◆ **Work to complete**:
Go through the data below and return each line where the string "AguiConfig" occurs.

◆ **Data records**:
----
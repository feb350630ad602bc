use agui_core::config::{AguiConfig, AuthMode, MAX_PAYLOAD_BYTES, PROTOCOL_VERSION};
use agui_protocol::{
    frames::EventFrame,
    handshake::{AuthPayload, ClientPolicy, ConnectChallenge, ConnectParams, HelloOk, ServerInfo},
};
use uuid::Uuid;

/// Random nonce for the connect challenge.
pub fn make_nonce() -> String {
    Uuid::new_v4().to_string().replace('-', "")
}

/// Serialize the `connect.challenge` event that opens every WS session.
pub fn challenge_event(nonce: &str) -> String {
    let frame = EventFrame::new(
        "connect.challenge",
        ConnectChallenge {
            nonce: nonce.to_string(),
        },
    );
    serde_json::to_string(&frame).expect("challenge serialization is infallible")
}

/// Verify client auth against server config.
pub fn verify_auth(params: &ConnectParams, config: &AguiConfig) -> Result<(), String> {
    match &config.gateway.auth.mode {
        AuthMode::None => Ok(()),

        AuthMode::Token => match &params.auth {
            AuthPayload::Token { token } => {
                if Some(token) == config.gateway.auth.token.as_ref() {
                    Ok(())
                } else {
                    Err("invalid token".to_string())
                }
            }
            _ => Err("expected token auth mode".to_string()),
        },
    }
}

/// Build the `hello-ok` response payload after successful authentication.
pub fn hello_ok_payload(conn_id: &str) -> HelloOk {
    HelloOk {
        protocol: PROTOCOL_VERSION,
        server: ServerInfo {
            name: "agui-gateway".to_string(),
            version: env!("CARGO_PKG_VERSION").to_string(),
        },
        connection_id: conn_id.to_string(),
        policy: ClientPolicy {
            max_message_size: MAX_PAYLOAD_BYTES,
        },
    }
}
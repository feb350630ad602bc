use axum::{extract::State, Json};
use serde_json::{json, Value};
use std::sync::Arc;

use crate::app::AppState;

/// GET /health — liveness probe, returns server metadata.
pub async fn health_handler(State(state): State<Arc<AppState>>) -> Json<Value> {
    Json(json!({
        "status": "ok",
        "version": env!("CARGO_PKG_VERSION"),
        "protocol": agui_core::config::PROTOCOL_VERSION,
        "ws_clients": state.ws_clients.len(),
        "templates": state.registry.len(),
        "sessions": state.sessions.session_count(),
    }))
}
----
◆ **Your solution**:
use agui_core::config::{AguiConfig, AuthMode, MAX_PAYLOAD_BYTES, PROTOCOL_VERSION};
pub fn verify_auth(params: &ConnectParams, config: &AguiConfig) -> Result<(), String> {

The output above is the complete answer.